[Collected data entries]

=== Begin Enclosure ===

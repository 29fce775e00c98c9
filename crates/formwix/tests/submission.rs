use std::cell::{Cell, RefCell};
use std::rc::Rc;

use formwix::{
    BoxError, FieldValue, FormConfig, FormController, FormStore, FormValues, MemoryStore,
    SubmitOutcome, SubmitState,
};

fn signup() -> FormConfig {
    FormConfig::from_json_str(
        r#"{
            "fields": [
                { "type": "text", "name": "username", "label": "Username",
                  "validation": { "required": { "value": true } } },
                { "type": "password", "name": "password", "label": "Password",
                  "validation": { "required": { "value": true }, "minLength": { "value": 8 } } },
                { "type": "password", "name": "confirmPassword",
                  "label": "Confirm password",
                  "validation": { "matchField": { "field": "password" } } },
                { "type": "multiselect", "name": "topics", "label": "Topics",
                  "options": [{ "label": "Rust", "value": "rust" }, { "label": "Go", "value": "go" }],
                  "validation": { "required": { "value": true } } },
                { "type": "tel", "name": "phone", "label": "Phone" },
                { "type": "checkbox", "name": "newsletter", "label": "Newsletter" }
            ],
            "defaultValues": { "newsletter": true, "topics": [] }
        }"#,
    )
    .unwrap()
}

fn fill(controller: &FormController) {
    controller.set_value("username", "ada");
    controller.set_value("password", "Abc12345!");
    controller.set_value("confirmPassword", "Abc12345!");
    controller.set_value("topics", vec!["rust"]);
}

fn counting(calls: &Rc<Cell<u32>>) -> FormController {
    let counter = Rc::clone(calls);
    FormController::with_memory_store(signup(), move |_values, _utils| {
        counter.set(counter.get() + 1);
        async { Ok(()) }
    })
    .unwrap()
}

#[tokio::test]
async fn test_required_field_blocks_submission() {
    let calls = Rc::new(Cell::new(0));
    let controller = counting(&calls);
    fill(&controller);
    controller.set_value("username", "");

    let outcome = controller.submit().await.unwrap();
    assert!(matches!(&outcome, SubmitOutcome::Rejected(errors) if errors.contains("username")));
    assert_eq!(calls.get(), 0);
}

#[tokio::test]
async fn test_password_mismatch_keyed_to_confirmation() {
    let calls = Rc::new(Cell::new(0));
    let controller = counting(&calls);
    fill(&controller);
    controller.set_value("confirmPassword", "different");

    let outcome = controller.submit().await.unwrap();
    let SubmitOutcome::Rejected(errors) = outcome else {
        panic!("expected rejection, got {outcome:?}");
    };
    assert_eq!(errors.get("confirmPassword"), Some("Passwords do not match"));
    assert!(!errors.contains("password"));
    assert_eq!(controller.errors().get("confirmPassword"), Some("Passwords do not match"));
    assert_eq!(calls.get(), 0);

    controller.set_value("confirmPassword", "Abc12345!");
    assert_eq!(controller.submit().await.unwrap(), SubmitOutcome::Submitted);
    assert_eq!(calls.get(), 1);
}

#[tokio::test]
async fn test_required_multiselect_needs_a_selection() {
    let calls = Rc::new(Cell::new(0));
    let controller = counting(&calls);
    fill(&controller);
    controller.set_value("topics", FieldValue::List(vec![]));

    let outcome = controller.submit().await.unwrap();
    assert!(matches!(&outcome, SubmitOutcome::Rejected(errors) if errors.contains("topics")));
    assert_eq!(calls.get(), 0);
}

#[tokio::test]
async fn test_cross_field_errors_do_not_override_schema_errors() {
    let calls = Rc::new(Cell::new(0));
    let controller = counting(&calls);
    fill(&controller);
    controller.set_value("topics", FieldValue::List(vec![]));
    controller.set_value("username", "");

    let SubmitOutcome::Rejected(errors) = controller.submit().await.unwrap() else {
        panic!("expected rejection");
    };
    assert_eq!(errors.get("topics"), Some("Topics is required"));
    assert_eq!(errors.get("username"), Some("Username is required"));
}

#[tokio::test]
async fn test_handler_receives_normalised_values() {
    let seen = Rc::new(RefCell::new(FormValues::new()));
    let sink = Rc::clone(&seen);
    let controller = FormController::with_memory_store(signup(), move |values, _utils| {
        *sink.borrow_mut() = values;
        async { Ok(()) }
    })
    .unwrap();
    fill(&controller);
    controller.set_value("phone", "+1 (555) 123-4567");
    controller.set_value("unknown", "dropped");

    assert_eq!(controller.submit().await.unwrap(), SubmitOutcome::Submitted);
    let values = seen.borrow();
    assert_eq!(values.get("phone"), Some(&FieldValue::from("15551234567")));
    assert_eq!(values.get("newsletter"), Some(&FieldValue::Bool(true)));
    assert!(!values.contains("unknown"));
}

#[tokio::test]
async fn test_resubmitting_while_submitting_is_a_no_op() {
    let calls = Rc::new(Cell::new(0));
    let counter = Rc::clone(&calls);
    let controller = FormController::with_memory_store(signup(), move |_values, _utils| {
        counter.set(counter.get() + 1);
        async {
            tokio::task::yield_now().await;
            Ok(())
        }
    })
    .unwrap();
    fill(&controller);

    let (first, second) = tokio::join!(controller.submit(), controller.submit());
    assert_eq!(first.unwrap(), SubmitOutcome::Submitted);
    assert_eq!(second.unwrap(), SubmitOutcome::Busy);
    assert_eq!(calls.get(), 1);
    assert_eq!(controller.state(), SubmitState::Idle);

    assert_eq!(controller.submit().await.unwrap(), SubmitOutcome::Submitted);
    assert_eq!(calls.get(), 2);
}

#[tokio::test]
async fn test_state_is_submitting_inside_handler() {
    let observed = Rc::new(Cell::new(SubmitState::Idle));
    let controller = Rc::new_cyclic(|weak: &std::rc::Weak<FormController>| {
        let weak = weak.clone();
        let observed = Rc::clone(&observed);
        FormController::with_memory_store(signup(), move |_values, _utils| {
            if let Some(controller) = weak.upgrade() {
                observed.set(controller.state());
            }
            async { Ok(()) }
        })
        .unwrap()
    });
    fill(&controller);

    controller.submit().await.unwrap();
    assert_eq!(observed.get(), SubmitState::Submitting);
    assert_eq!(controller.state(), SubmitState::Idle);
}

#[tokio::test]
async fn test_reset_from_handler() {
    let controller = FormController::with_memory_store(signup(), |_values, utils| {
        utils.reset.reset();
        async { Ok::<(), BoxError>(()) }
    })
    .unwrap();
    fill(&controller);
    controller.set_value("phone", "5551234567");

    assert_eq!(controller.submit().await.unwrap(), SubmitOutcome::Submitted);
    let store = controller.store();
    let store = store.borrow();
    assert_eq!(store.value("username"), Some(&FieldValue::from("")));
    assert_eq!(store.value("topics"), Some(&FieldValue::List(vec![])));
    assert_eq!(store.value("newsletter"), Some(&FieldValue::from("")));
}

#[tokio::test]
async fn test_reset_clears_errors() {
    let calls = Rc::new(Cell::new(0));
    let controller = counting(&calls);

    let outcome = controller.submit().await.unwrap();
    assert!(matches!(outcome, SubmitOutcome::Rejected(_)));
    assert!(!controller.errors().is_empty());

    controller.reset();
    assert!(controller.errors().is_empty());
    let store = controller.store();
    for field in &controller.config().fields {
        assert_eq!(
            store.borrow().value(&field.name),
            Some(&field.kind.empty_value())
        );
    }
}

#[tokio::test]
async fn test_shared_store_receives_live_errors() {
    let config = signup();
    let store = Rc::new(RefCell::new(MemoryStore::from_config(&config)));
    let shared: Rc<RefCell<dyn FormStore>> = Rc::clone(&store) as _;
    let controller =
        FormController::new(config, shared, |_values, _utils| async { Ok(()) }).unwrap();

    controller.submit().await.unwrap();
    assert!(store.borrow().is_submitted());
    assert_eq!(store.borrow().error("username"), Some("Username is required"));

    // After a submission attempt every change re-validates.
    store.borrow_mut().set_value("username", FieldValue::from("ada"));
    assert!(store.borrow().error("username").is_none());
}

=== End Enclosure ===

Work order: The entries above must be written out again exactly as they are.

Exercise result:
repository 29fce775e00c98c9
filename crates/formwix/tests/submission.rs
use std::cell::{Cell, RefCell};
use std::rc::Rc;

use formwix::{
    BoxError, FieldValue, FormConfig, FormController, FormStore, FormValues, MemoryStore,
    SubmitOutcome, SubmitState,
};

fn signup() -> FormConfig {
    FormConfig::from_json_str(
        r#"{
            "fields": [
                { "type": "text", "name": "username", "label": "Username",
                  "validation": { "required": { "value": true } } },
                { "type": "password", "name": "password", "label": "Password",
                  "validation": { "required": { "value": true }, "minLength": { "value": 8 } } },
                { "type": "password", "name": "confirmPassword",
                  "label": "Confirm password",
                  "validation": { "matchField": { "field": "password" } } },
                { "type": "multiselect", "name": "topics", "label": "Topics",
                  "options": [{ "label": "Rust", "value": "rust" }, { "label": "Go", "value": "go" }],
                  "validation": { "required": { "value": true } } },
                { "type": "tel", "name": "phone", "label": "Phone" },
                { "type": "checkbox", "name": "newsletter", "label": "Newsletter" }
            ],
            "defaultValues": { "newsletter": true, "topics": [] }
        }"#,
    )
    .unwrap()
}

fn fill(controller: &FormController) {
    controller.set_value("username", "ada");
    controller.set_value("password", "Abc12345!");
    controller.set_value("confirmPassword", "Abc12345!");
    controller.set_value("topics", vec!["rust"]);
}

fn counting(calls: &Rc<Cell<u32>>) -> FormController {
    let counter = Rc::clone(calls);
    FormController::with_memory_store(signup(), move |_values, _utils| {
        counter.set(counter.get() + 1);
        async { Ok(()) }
    })
    .unwrap()
}

#[tokio::test]
async fn test_required_field_blocks_submission() {
    let calls = Rc::new(Cell::new(0));
    let controller = counting(&calls);
    fill(&controller);
    controller.set_value("username", "");

    let outcome = controller.submit().await.unwrap();
    assert!(matches!(&outcome, SubmitOutcome::Rejected(errors) if errors.contains("username")));
    assert_eq!(calls.get(), 0);
}

#[tokio::test]
async fn test_password_mismatch_keyed_to_confirmation() {
    let calls = Rc::new(Cell::new(0));
    let controller = counting(&calls);
    fill(&controller);
    controller.set_value("confirmPassword", "different");

    let outcome = controller.submit().await.unwrap();
    let SubmitOutcome::Rejected(errors) = outcome else {
        panic!("expected rejection, got {outcome:?}");
    };
    assert_eq!(errors.get("confirmPassword"), Some("Passwords do not match"));
    assert!(!errors.contains("password"));
    assert_eq!(controller.errors().get("confirmPassword"), Some("Passwords do not match"));
    assert_eq!(calls.get(), 0);

    controller.set_value("confirmPassword", "Abc12345!");
    assert_eq!(controller.submit().await.unwrap(), SubmitOutcome::Submitted);
    assert_eq!(calls.get(), 1);
}

#[tokio::test]
async fn test_required_multiselect_needs_a_selection() {
    let calls = Rc::new(Cell::new(0));
    let controller = counting(&calls);
    fill(&controller);
    controller.set_value("topics", FieldValue::List(vec![]));

    let outcome = controller.submit().await.unwrap();
    assert!(matches!(&outcome, SubmitOutcome::Rejected(errors) if errors.contains("topics")));
    assert_eq!(calls.get(), 0);
}

#[tokio::test]
async fn test_cross_field_errors_do_not_override_schema_errors() {
    let calls = Rc::new(Cell::new(0));
    let controller = counting(&calls);
    fill(&controller);
    controller.set_value("topics", FieldValue::List(vec![]));
    controller.set_value("username", "");

    let SubmitOutcome::Rejected(errors) = controller.submit().await.unwrap() else {
        panic!("expected rejection");
    };
    assert_eq!(errors.get("topics"), Some("Topics is required"));
    assert_eq!(errors.get("username"), Some("Username is required"));
}

#[tokio::test]
async fn test_handler_receives_normalised_values() {
    let seen = Rc::new(RefCell::new(FormValues::new()));
    let sink = Rc::clone(&seen);
    let controller = FormController::with_memory_store(signup(), move |values, _utils| {
        *sink.borrow_mut() = values;
        async { Ok(()) }
    })
    .unwrap();
    fill(&controller);
    controller.set_value("phone", "+1 (555) 123-4567");
    controller.set_value("unknown", "dropped");

    assert_eq!(controller.submit().await.unwrap(), SubmitOutcome::Submitted);
    let values = seen.borrow();
    assert_eq!(values.get("phone"), Some(&FieldValue::from("15551234567")));
    assert_eq!(values.get("newsletter"), Some(&FieldValue::Bool(true)));
    assert!(!values.contains("unknown"));
}

#[tokio::test]
async fn test_resubmitting_while_submitting_is_a_no_op() {
    let calls = Rc::new(Cell::new(0));
    let counter = Rc::clone(&calls);
    let controller = FormController::with_memory_store(signup(), move |_values, _utils| {
        counter.set(counter.get() + 1);
        async {
            tokio::task::yield_now().await;
            Ok(())
        }
    })
    .unwrap();
    fill(&controller);

    let (first, second) = tokio::join!(controller.submit(), controller.submit());
    assert_eq!(first.unwrap(), SubmitOutcome::Submitted);
    assert_eq!(second.unwrap(), SubmitOutcome::Busy);
    assert_eq!(calls.get(), 1);
    assert_eq!(controller.state(), SubmitState::Idle);

    assert_eq!(controller.submit().await.unwrap(), SubmitOutcome::Submitted);
    assert_eq!(calls.get(), 2);
}

#[tokio::test]
async fn test_state_is_submitting_inside_handler() {
    let observed = Rc::new(Cell::new(SubmitState::Idle));
    let controller = Rc::new_cyclic(|weak: &std::rc::Weak<FormController>| {
        let weak = weak.clone();
        let observed = Rc::clone(&observed);
        FormController::with_memory_store(signup(), move |_values, _utils| {
            if let Some(controller) = weak.upgrade() {
                observed.set(controller.state());
            }
            async { Ok(()) }
        })
        .unwrap()
    });
    fill(&controller);

    controller.submit().await.unwrap();
    assert_eq!(observed.get(), SubmitState::Submitting);
    assert_eq!(controller.state(), SubmitState::Idle);
}

#[tokio::test]
async fn test_reset_from_handler() {
    let controller = FormController::with_memory_store(signup(), |_values, utils| {
        utils.reset.reset();
        async { Ok::<(), BoxError>(()) }
    })
    .unwrap();
    fill(&controller);
    controller.set_value("phone", "5551234567");

    assert_eq!(controller.submit().await.unwrap(), SubmitOutcome::Submitted);
    let store = controller.store();
    let store = store.borrow();
    assert_eq!(store.value("username"), Some(&FieldValue::from("")));
    assert_eq!(store.value("topics"), Some(&FieldValue::List(vec![])));
    assert_eq!(store.value("newsletter"), Some(&FieldValue::from("")));
}

#[tokio::test]
async fn test_reset_clears_errors() {
    let calls = Rc::new(Cell::new(0));
    let controller = counting(&calls);

    let outcome = controller.submit().await.unwrap();
    assert!(matches!(outcome, SubmitOutcome::Rejected(_)));
    assert!(!controller.errors().is_empty());

    controller.reset();
    assert!(controller.errors().is_empty());
    let store = controller.store();
    for field in &controller.config().fields {
        assert_eq!(
            store.borrow().value(&field.name),
            Some(&field.kind.empty_value())
        );
    }
}

#[tokio::test]
async fn test_shared_store_receives_live_errors() {
    let config = signup();
    let store = Rc::new(RefCell::new(MemoryStore::from_config(&config)));
    let shared: Rc<RefCell<dyn FormStore>> = Rc::clone(&store) as _;
    let controller =
        FormController::new(config, shared, |_values, _utils| async { Ok(()) }).unwrap();

    controller.submit().await.unwrap();
    assert!(store.borrow().is_submitted());
    assert_eq!(store.borrow().error("username"), Some("Username is required"));

    // After a submission attempt every change re-validates.
    store.borrow_mut().set_value("username", FieldValue::from("ada"));
    assert!(store.borrow().error("username").is_none());
}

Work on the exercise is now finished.